ESPE Abstracts

Background: Disorders of carbohydrate metabolism in children and adolescents with cystic fibrosis occur from 5 to 12.6%, significantly increasing during the teenage period and reaching 24–50% in adults.

Method: An analysis of 499 medical records was conducted. All the patients were treated in the Russian Children’s Clinical Hospital in 2012. The survey was carried out on carbohydrate metabolism and indications according to children after 12 years (Management of Cystic Fibrosis Diabetes Mellitus, 2011) and as recommended by WHO (1999).

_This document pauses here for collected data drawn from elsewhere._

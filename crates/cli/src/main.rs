use anyhow::Context;
use clap::{Parser, Subcommand};
use credit_risk_core::scoring::{HttpScoringClient, PredictionError, ScoringService};
use credit_risk_core::session::PredictionSession;
use std::process::ExitCode;
use tracing_subscriber::EnvFilter;
use tracing_subscriber::{layer::SubscriberExt, util::SubscriberInitExt};

mod form;
mod render;

const EXIT_PREDICTION_FAILED: u8 = 2;

#[derive(Debug, Parser)]
#[command(name = "credit-risk", about = "Score a loan application against the credit-risk service")]
struct Args {
    /// Scoring service base URL. Overrides CREDIT_RISK_API_URL.
    #[arg(long, global = true)]
    base_url: Option<String>,

    #[command(subcommand)]
    command: Command,
}

#[derive(Debug, Subcommand)]
enum Command {
    /// Submit an application and show the default-risk assessment.
    Predict {
        #[command(flatten)]
        form: form::ApplicationForm,

        /// Print the assessment as JSON instead of the text report.
        #[arg(long)]
        json: bool,
    },
    /// Report whether the scoring service is reachable.
    Health,
}

#[tokio::main]
async fn main() -> anyhow::Result<ExitCode> {
    dotenvy::dotenv().ok();

    let args = Args::parse();

    let mut settings = credit_risk_core::config::Settings::from_env()?;
    if let Some(base_url) = args.base_url {
        settings = settings.with_api_url(base_url);
        settings.validate()?;
    }
    let _sentry_guard = init_sentry(&settings);

    tracing_subscriber::registry()
        .with(EnvFilter::try_from_default_env().unwrap_or_else(|_| EnvFilter::new("warn")))
        .with(tracing_subscriber::fmt::layer().with_writer(std::io::stderr))
        .with(sentry_tracing::layer())
        .init();

    let client = HttpScoringClient::from_settings(&settings)?;

    match args.command {
        Command::Health => {
            let healthy = client.health_check().await;
            println!("{}", render::status_line(healthy, client.base_url()));
            Ok(if healthy {
                ExitCode::SUCCESS
            } else {
                ExitCode::FAILURE
            })
        }
        Command::Predict { form, json } => {
            let mut session = PredictionSession::new(client);

            let healthy = session.check_health().await;
            let status = render::status_line(healthy, session.service().base_url());
            if json {
                eprintln!("{status}");
            } else {
                println!("{status}\n");
            }

            let outcome = match form.to_input() {
                Ok(input) => session.submit(&input).await,
                Err(err) => Err(PredictionError::from(err)),
            };

            match outcome {
                Ok(assessment) => {
                    if json {
                        let out = serde_json::to_string_pretty(&assessment)
                            .context("failed to serialize assessment")?;
                        println!("{out}");
                    } else {
                        println!("Prediction completed successfully!\n");
                        print!("{}", render::report(&assessment));
                    }
                    Ok(ExitCode::SUCCESS)
                }
                Err(err) => {
                    let kind = err.kind();
                    let message = err.user_message();
                    sentry_anyhow::capture_anyhow(&anyhow::Error::new(err));
                    tracing::error!(kind, "prediction failed");
                    eprintln!("{message}");
                    Ok(ExitCode::from(EXIT_PREDICTION_FAILED))
                }
            }
        }
    }
}

fn init_sentry(settings: &credit_risk_core::config::Settings) -> Option<sentry::ClientInitGuard> {
    let dsn = settings.sentry_dsn.as_deref()?;
    Some(sentry::init((
        dsn,
        sentry::ClientOptions {
            release: sentry::release_name!(),
            ..Default::default()
        },
    )))
}
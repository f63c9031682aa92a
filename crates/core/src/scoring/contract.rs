use crate::domain::scoring::{Attributions, RiskLevel, ScoringResult};
use crate::scoring::error::PredictionError;
use serde::Deserialize;

/// `POST /predict` 200 body as sent by the service. `risk_level` stays a
/// string here so an unknown label surfaces as its own error.
#[derive(Debug, Clone, Deserialize)]
pub struct PredictResponse {
    pub default_probability: f64,
    pub risk_level: String,
    pub shap_values: Attributions,
}

impl PredictResponse {
    pub fn validate_and_into_result(self, body: &str) -> Result<ScoringResult, PredictionError> {
        if !(0.0..=1.0).contains(&self.default_probability) {
            return Err(PredictionError::Deserialization {
                detail: format!(
                    "default_probability must be between 0 and 1 (got {})",
                    self.default_probability
                ),
                body: body.to_string(),
            });
        }

        let risk_level = self.risk_level.parse::<RiskLevel>()?;

        Ok(ScoringResult {
            default_probability: self.default_probability,
            risk_level,
            shap_values: self.shap_values,
        })
    }
}

pub fn parse_response(body: &str) -> Result<ScoringResult, PredictionError> {
    let parsed = serde_json::from_str::<PredictResponse>(body).map_err(|err| {
        PredictionError::Deserialization {
            detail: err.to_string(),
            body: body.to_string(),
        }
    })?;
    parsed.validate_and_into_result(body)
}

#[cfg(test)]
mod tests {
    use super::*;
    use crate::domain::scoring::UnknownRiskLevel;
    use serde_json::json;

    #[test]
    fn parses_expected_shape() {
        let body = json!({
            "default_probability": 0.82,
            "risk_level": "HIGH",
            "shap_values": {"dti": 0.3, "fico_avg": -0.5},
            "model_version": "xgb-7"
        })
        .to_string();

        let result = parse_response(&body).unwrap();
        assert_eq!(result.default_probability, 0.82);
        assert_eq!(result.risk_level, RiskLevel::High);
        assert_eq!(result.shap_values.get("fico_avg"), Some(-0.5));
    }

    #[test]
    fn missing_field_is_a_deserialization_error() {
        let body = json!({"default_probability": 0.1, "risk_level": "LOW"}).to_string();
        let err = parse_response(&body).unwrap_err();
        match err {
            PredictionError::Deserialization { detail, body: raw } => {
                assert!(detail.contains("shap_values"), "{detail}");
                assert_eq!(raw, body);
            }
            other => panic!("unexpected error: {other:?}"),
        }
    }

    #[test]
    fn mistyped_field_is_a_deserialization_error() {
        let body = json!({
            "default_probability": "0.1",
            "risk_level": "LOW",
            "shap_values": {}
        })
        .to_string();
        assert_eq!(parse_response(&body).unwrap_err().kind(), "deserialization");
        assert_eq!(parse_response("<html>").unwrap_err().kind(), "deserialization");
    }

    #[test]
    fn probability_outside_unit_interval_is_rejected() {
        let body = json!({
            "default_probability": 1.2,
            "risk_level": "HIGH",
            "shap_values": {}
        })
        .to_string();
        assert_eq!(parse_response(&body).unwrap_err().kind(), "deserialization");
    }

    #[test]
    fn unknown_risk_level_fails_loudly() {
        let body = json!({
            "default_probability": 0.5,
            "risk_level": "MEDIUM",
            "shap_values": {}
        })
        .to_string();
        assert_eq!(
            parse_response(&body).unwrap_err(),
            PredictionError::UnknownRiskLevel(UnknownRiskLevel {
                value: "MEDIUM".to_string()
            })
        );
    }
}
use crate::domain::application::ValidationError;
use crate::domain::scoring::UnknownRiskLevel;
use std::fmt;

/// Everything that can end a prediction cycle without a result.
#[derive(Debug, Clone, PartialEq)]
pub enum PredictionError {
    /// The application broke an invariant; nothing was sent.
    Validation(ValidationError),
    /// The service could not be reached, or did not answer in time.
    Connectivity {
        base_url: String,
        timed_out: bool,
        detail: String,
    },
    /// The service answered with a non-2xx status.
    Service { status: u16, body: String },
    /// A 2xx body that does not match the response contract.
    Deserialization { detail: String, body: String },
    UnknownRiskLevel(UnknownRiskLevel),
    /// A submission is already in flight.
    Busy,
}

impl PredictionError {
    pub fn kind(&self) -> &'static str {
        match self {
            PredictionError::Validation(_) => "validation",
            PredictionError::Connectivity { .. } => "connectivity",
            PredictionError::Service { .. } => "service",
            PredictionError::Deserialization { .. } => "deserialization",
            PredictionError::UnknownRiskLevel(_) => "unknown_risk_level",
            PredictionError::Busy => "busy",
        }
    }

    /// Message shown to the person filling in the form.
    pub fn user_message(&self) -> String {
        match self {
            PredictionError::Validation(err) => format!("Invalid application: {err}"),
            PredictionError::Connectivity { base_url, .. } => format!(
                "Cannot connect to prediction API. Make sure the scoring service is running on {base_url}"
            ),
            PredictionError::Service { status, body } => format!("API Error: {status} - {body}"),
            PredictionError::Deserialization { .. } | PredictionError::UnknownRiskLevel(_) => {
                format!("Prediction failed: {self}")
            }
            PredictionError::Busy => {
                "A prediction is already running; wait for it to finish".to_string()
            }
        }
    }
}

impl fmt::Display for PredictionError {
    fn fmt(&self, f: &mut fmt::Formatter<'_>) -> fmt::Result {
        match self {
            PredictionError::Validation(err) => write!(f, "invalid loan application: {err}"),
            PredictionError::Connectivity {
                base_url,
                timed_out: true,
                ..
            } => write!(f, "scoring service at {base_url} timed out"),
            PredictionError::Connectivity {
                base_url, detail, ..
            } => write!(f, "scoring service at {base_url} is unreachable: {detail}"),
            PredictionError::Service { status, body } => {
                write!(f, "scoring service returned HTTP {status}: {body}")
            }
            PredictionError::Deserialization { detail, .. } => {
                write!(f, "unexpected scoring response: {detail}")
            }
            PredictionError::UnknownRiskLevel(err) => write!(f, "{err}"),
            PredictionError::Busy => f.write_str("a prediction is already in flight"),
        }
    }
}

impl std::error::Error for PredictionError {
    fn source(&self) -> Option<&(dyn std::error::Error + 'static)> {
        match self {
            PredictionError::Validation(err) => Some(err),
            PredictionError::UnknownRiskLevel(err) => Some(err),
            _ => None,
        }
    }
}

impl From<ValidationError> for PredictionError {
    fn from(value: ValidationError) -> Self {
        Self::Validation(value)
    }
}

impl From<UnknownRiskLevel> for PredictionError {
    fn from(value: UnknownRiskLevel) -> Self {
        Self::UnknownRiskLevel(value)
    }
}
#[cfg(test)]
mod tests {
    use super::*;
    use serde_json::json;
    use std::collections::BTreeSet;

    fn input() -> LoanApplicationInput {
        LoanApplicationInput {
            issue_d: NaiveDate::from_ymd_opt(2026, 3, 14).unwrap(),
            ..LoanApplicationInput::default()
        }
    }

    #[test]
    fn derived_fields_are_zero_for_non_positive_income() {
        for income in [0.0, -0.0, -1.0, -75_000.0, f64::MIN, f64::NEG_INFINITY, f64::NAN] {
            assert_eq!(safe_ln(income), 0.0, "log of {income}");
            assert_eq!(payment_to_income(350.0, income), 0.0, "pti for {income}");
        }
    }

    #[test]
    fn builds_derived_fields_from_inputs() {
        let app = input().build().unwrap();
        assert!((app.payment_to_income - 350.0 / (75_000.0 / 12.0)).abs() < 1e-12);
        assert!((app.log_annual_inc - 75_000f64.ln()).abs() < 1e-12);
        assert!((app.log_loan_amnt - 10_000f64.ln()).abs() < 1e-12);
        assert!((app.log_revol_bal - 15_000f64.ln()).abs() < 1e-12);
        app.validate().unwrap();
    }

    #[test]
    fn zero_revolving_balance_logs_to_zero() {
        let app = LoanApplicationInput {
            revol_bal: 0.0,
            ..input()
        }
        .build()
        .unwrap();
        assert_eq!(app.log_revol_bal, 0.0);
    }

    #[test]
    fn sub_grade_accepted_only_under_its_own_grade() {
        for &selected in Grade::ALL {
            for &letter in Grade::ALL {
                for level in SubGrade::LEVELS {
                    let sub_grade: SubGrade = format!("{letter}{level}").parse().unwrap();
                    let res = LoanApplicationInput {
                        grade: selected,
                        sub_grade,
                        ..input()
                    }
                    .build();
                    if selected == letter {
                        assert!(res.is_ok(), "{sub_grade} under {selected}");
                    } else {
                        assert_eq!(
                            res.unwrap_err(),
                            ValidationError::SubGradeMismatch {
                                grade: selected,
                                sub_grade
                            }
                        );
                    }
                }
            }
        }
    }

    #[test]
    fn sub_grade_options_follow_grade() {
        let options: Vec<String> = SubGrade::options(Grade::C)
            .iter()
            .map(ToString::to_string)
            .collect();
        assert_eq!(options, ["C1", "C2", "C3", "C4", "C5"]);
    }

    #[test]
    fn rejects_malformed_sub_grades_and_terms() {
        for bad in ["", "A", "A0", "A6", "H1", "AA", "A12", "a1"] {
            assert!(bad.parse::<SubGrade>().is_err(), "{bad:?}");
        }
        assert_eq!(
            Term::try_from(48u16),
            Err(ValidationError::InvalidTerm { months: 48 })
        );
        assert_eq!("60".parse::<Term>(), Ok(Term::Months60));
        assert_eq!(
            "48".parse::<Term>(),
            Err(ValidationError::InvalidTerm { months: 48 })
        );
    }

    #[test]
    fn unparseable_term_reports_the_text_given() {
        for raw in ["abc", "70000", "-36", ""] {
            let err = raw.parse::<Term>().unwrap_err();
            assert_eq!(
                err,
                ValidationError::UnparseableTerm {
                    value: raw.to_string()
                }
            );
            assert!(err.to_string().contains(&format!("'{raw}'")), "{err}");
            assert!(!err.to_string().contains("got 0"), "{err}");
        }
    }

    #[test]
    fn rejects_out_of_range_and_non_finite_values() {
        let err = LoanApplicationInput {
            fico_avg: 900.0,
            ..input()
        }
        .build()
        .unwrap_err();
        assert!(matches!(err, ValidationError::OutOfRange { field: "fico_avg", .. }));

        let err = LoanApplicationInput {
            int_rate: f64::NAN,
            ..input()
        }
        .build()
        .unwrap_err();
        assert_eq!(err, ValidationError::NotFinite { field: "int_rate" });

        let err = LoanApplicationInput {
            open_acc: 0,
            ..input()
        }
        .build()
        .unwrap_err();
        assert!(matches!(err, ValidationError::OutOfRange { field: "open_acc", .. }));
    }

    #[test]
    fn parses_categorical_wire_strings() {
        assert_eq!(
            "10+ years".parse::<EmploymentLength>(),
            Ok(EmploymentLength::TenPlusYears)
        );
        assert_eq!(
            "Source Verified".parse::<VerificationStatus>(),
            Ok(VerificationStatus::SourceVerified)
        );
        assert_eq!("small_business".parse::<Purpose>(), Ok(Purpose::SmallBusiness));
        let err = "WA".parse::<State>().unwrap_err();
        assert_eq!(err.field, "state");
        assert_eq!(EmploymentLength::ALL.len(), 11);
        assert_eq!(Purpose::ALL.len(), 9);
        assert_eq!(State::ALL.len(), 10);
    }

    #[test]
    fn payload_has_exactly_the_request_fields() {
        let value = serde_json::to_value(input().build().unwrap()).unwrap();
        let keys: BTreeSet<&str> = value.as_object().unwrap().keys().map(String::as_str).collect();
        let expected: BTreeSet<&str> = [
            "loan_amnt",
            "int_rate",
            "installment",
            "annual_inc",
            "dti",
            "revol_bal",
            "revol_util",
            "total_acc",
            "open_acc",
            "pub_rec",
            "inq_last_6mths",
            "delinq_2yrs",
            "emp_length",
            "verification_status",
            "home_ownership",
            "purpose",
            "grade",
            "sub_grade",
            "addr_state",
            "issue_d",
            "credit_age",
            "payment_to_income",
            "revol_utilization_trend",
            "log_annual_inc",
            "log_loan_amnt",
            "log_revol_bal",
            "term_months",
            "fico_avg",
        ]
        .into_iter()
        .collect();
        assert_eq!(keys, expected);

        assert_eq!(value["issue_d"], json!("2026-03-14"));
        assert_eq!(value["term_months"], json!(36));
        assert_eq!(value["sub_grade"], json!("A1"));
        assert_eq!(value["emp_length"], json!("< 1 year"));
        assert_eq!(value["total_acc"], json!(25));
        assert_eq!(value["loan_amnt"], json!(10000.0));
    }

    #[test]
    fn payload_round_trips() {
        let original = LoanApplicationInput {
            int_rate: 17.3,
            dti: 22.7,
            revol_util: 81.9,
            revol_utilization_trend: -3.3,
            grade: Grade::D,
            sub_grade: "D4".parse().unwrap(),
            term: Term::Months60,
            addr_state: State::NC,
            ..input()
        }
        .build()
        .unwrap();

        let text = serde_json::to_string(&original).unwrap();
        let back: LoanApplication = serde_json::from_str(&text).unwrap();

        let close = |a: f64, b: f64| (a - b).abs() <= 1e-12 * a.abs().max(1.0);
        assert!(close(original.int_rate, back.int_rate));
        assert!(close(original.dti, back.dti));
        assert!(close(original.revol_util, back.revol_util));
        assert!(close(original.revol_utilization_trend, back.revol_utilization_trend));
        assert!(close(original.payment_to_income, back.payment_to_income));
        assert!(close(original.log_annual_inc, back.log_annual_inc));
        assert!(close(original.log_loan_amnt, back.log_loan_amnt));
        assert!(close(original.log_revol_bal, back.log_revol_bal));
        assert_eq!(original.issue_d, back.issue_d);
        assert_eq!(original.sub_grade, back.sub_grade);
        assert_eq!(original.term_months, back.term_months);
        assert_eq!(original.addr_state, back.addr_state);
        assert_eq!(original.total_acc, back.total_acc);
        back.validate().unwrap();
    }

    #[test]
    fn deserialized_record_with_inconsistent_derived_field_is_rejected() {
        let mut value = serde_json::to_value(input().build().unwrap()).unwrap();
        value["log_annual_inc"] = json!(1.0);
        let app: LoanApplication = serde_json::from_value(value).unwrap();
        assert!(matches!(
            app.validate(),
            Err(ValidationError::DerivedMismatch { field: "log_annual_inc", .. })
        ));
    }

    #[test]
    fn deserialize_rejects_unknown_categories() {
        let mut value = serde_json::to_value(input().build().unwrap()).unwrap();
        value["home_ownership"] = json!("LEASE");
        assert!(serde_json::from_value::<LoanApplication>(value).is_err());
    }
}
use thiserror::Error;

#[derive(Error, Debug, Copy, Clone, PartialEq, Eq)]
pub enum GameError {
    #[error("Invalid board configuration")]
    InvalidConfig,
    #[error("Game already ended, no new moves are accepted")]
    AlreadyEnded,
}

pub type Result<T> = core::result::Result<T, GameError>;
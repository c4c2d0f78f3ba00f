use chrono::Local;
use minado_core::{CellCount, Coord};
use std::fs;
use std::io;
use std::path::PathBuf;

use crate::StoreError;

/// Entries kept per configuration.
pub const MAX_ENTRIES: usize = 10;
/// Longest player name accepted for an entry.
pub const MAX_NAME_LEN: usize = 12;

/// One finished game on a leaderboard. `time_secs` is what the board is
/// ranked by; `date` is display text in local time.
#[derive(Clone, Debug, PartialEq)]
pub struct LeaderboardEntry {
    pub name: String,
    pub time_secs: f64,
    pub date: String,
    pub size: Coord,
    pub mines: CellCount,
}

impl LeaderboardEntry {
    /// Stamps an entry with the current local date. The name is truncated
    /// to [`MAX_NAME_LEN`] and stripped of the field separator.
    pub fn new(name: &str, time_secs: f64, size: Coord, mines: CellCount) -> Self {
        let name = name
            .chars()
            .filter(|&c| c != '|')
            .take(MAX_NAME_LEN)
            .collect();
        Self {
            name,
            time_secs,
            date: Local::now().format("%Y-%m-%d %H:%M").to_string(),
            size,
            mines,
        }
    }

    fn to_line(&self) -> String {
        format!(
            "{}|{:.2}|{}|{}|{}",
            self.name, self.time_secs, self.date, self.size, self.mines
        )
    }

    fn parse(line: &str) -> Option<LeaderboardEntry> {
        let parts: Vec<&str> = line.trim().split('|').collect();
        if parts.len() != 5 {
            return None;
        }
        Some(LeaderboardEntry {
            name: parts[0].to_string(),
            time_secs: parts[1].parse().ok()?,
            date: parts[2].to_string(),
            size: parts[3].parse().ok()?,
            mines: parts[4].parse().ok()?,
        })
    }
}

/// Directory of per-configuration leaderboard files, one pipe-delimited
/// text file per `(size, mines)` pair.
#[derive(Clone, Debug)]
pub struct LeaderboardStore {
    dir: PathBuf,
}

impl LeaderboardStore {
    /// Opens a store rooted at `dir`, creating the directory when missing.
    /// A directory that cannot be created is only logged; later writes will
    /// fail and be dropped the same way.
    pub fn new(dir: impl Into<PathBuf>) -> Self {
        let dir = dir.into();
        if let Err(err) = fs::create_dir_all(&dir) {
            log::warn!("Failed to create leaderboard directory {}: {}", dir.display(), err);
        }
        Self { dir }
    }

    fn file_path(&self, size: Coord, mines: CellCount) -> PathBuf {
        self.dir
            .join(format!("leaderboard_{size}x{size}_{mines}mines.txt"))
    }

    /// Entries for one configuration, best time first, at most
    /// [`MAX_ENTRIES`]. A missing file is an empty board; unreadable files
    /// and malformed lines are skipped.
    pub fn load(&self, size: Coord, mines: CellCount) -> Vec<LeaderboardEntry> {
        let path = self.file_path(size, mines);
        if !path.exists() {
            return Vec::new();
        }
        let contents = match fs::read_to_string(&path) {
            Ok(contents) => contents,
            Err(err) => {
                log::warn!("Failed to read leaderboard {}: {}", path.display(), err);
                return Vec::new();
            }
        };
        let mut entries: Vec<LeaderboardEntry> = contents
            .lines()
            .filter_map(LeaderboardEntry::parse)
            .collect();
        entries.sort_by(|a, b| a.time_secs.total_cmp(&b.time_secs));
        entries.truncate(MAX_ENTRIES);
        entries
    }

    /// Inserts an entry into its configuration's board, keeping the fastest
    /// [`MAX_ENTRIES`]. The file is replaced atomically.
    pub fn record(&self, entry: LeaderboardEntry) -> Result<(), StoreError> {
        let (size, mines) = (entry.size, entry.mines);
        let mut entries = self.load(size, mines);
        entries.push(entry);
        entries.sort_by(|a, b| a.time_secs.total_cmp(&b.time_secs));
        entries.truncate(MAX_ENTRIES);
        self.save(size, mines, &entries)
    }

    fn save(&self, size: Coord, mines: CellCount, entries: &[LeaderboardEntry]) -> Result<(), StoreError> {
        let path = self.file_path(size, mines);
        let mut contents = String::new();
        for entry in entries {
            contents.push_str(&entry.to_line());
            contents.push('\n');
        }
        // write-then-rename so a torn write cannot eat the previous board
        let tmp = path.with_extension("txt.tmp");
        fs::write(&tmp, contents)?;
        fs::rename(&tmp, &path)?;
        Ok(())
    }

    /// Removes one configuration's board. Clearing a board that was never
    /// saved is fine.
    pub fn clear(&self, size: Coord, mines: CellCount) -> Result<(), StoreError> {
        match fs::remove_file(self.file_path(size, mines)) {
            Ok(()) => Ok(()),
            Err(err) if err.kind() == io::ErrorKind::NotFound => Ok(()),
            Err(err) => Err(err.into()),
        }
    }

    /// Every configuration with a saved board, plus `include` even when it
    /// has none yet, sorted ascending. Stray files are ignored.
    pub fn configurations(&self, include: Option<(Coord, CellCount)>) -> Vec<(Coord, CellCount)> {
        let mut configs: Vec<(Coord, CellCount)> = Vec::new();
        if let Ok(dir) = fs::read_dir(&self.dir) {
            for entry in dir.flatten() {
                let name = entry.file_name();
                let Some(name) = name.to_str() else { continue };
                if let Some(config) = parse_file_name(name) {
                    configs.push(config);
                }
            }
        }
        if let Some(current) = include {
            if !configs.contains(&current) {
                configs.push(current);
            }
        }
        configs.sort_unstable();
        configs
    }
}

fn parse_file_name(name: &str) -> Option<(Coord, CellCount)> {
    let rest = name
        .strip_prefix("leaderboard_")?
        .strip_suffix("mines.txt")?;
    let (dims, mines) = rest.split_once('_')?;
    let (w, h) = dims.split_once('x')?;
    if w != h {
        return None;
    }
    Some((w.parse().ok()?, mines.parse().ok()?))
}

Results: Violation of carbohydrate metabolism was detected in 5.1% (29 children). In addition, the frequency of cystic fibrosis-related diabetes (CFRD) was 2.8% (14 children), while the insulin requirement was observed in 2.2% of children, intermittent postprandial hyperglycemia find impaired glucose tolerance (IGT), CFRD without fasting hyperglycaemia was registered in 3% (15 children). Most often the disorders of carbohydrate metabolism were observed in 27% of adolescents, in the general group of patients with impaired glucose metabolism they was 86%, at that, girls were 83% and overpass the boys were 17%. All children (100%) had a mutation F508del, while 30% in the homozygous state. Underweight was observed in 60% of children, stunting – 40%. 30% of children (all getting insulin) had FEV1 < 50%. 30% of children were receiving systemic glucocorticoids. In 90% of cases, in sputum were detected associations of two to four microorganisms. HbA1 was above 7% in 25% of children.

Conclusion: It is established that glucose intolerance and diabetes are most often observed during adolescence, among girls, with exacerbation of bronchopulmonary process and receiving glucocorticoids.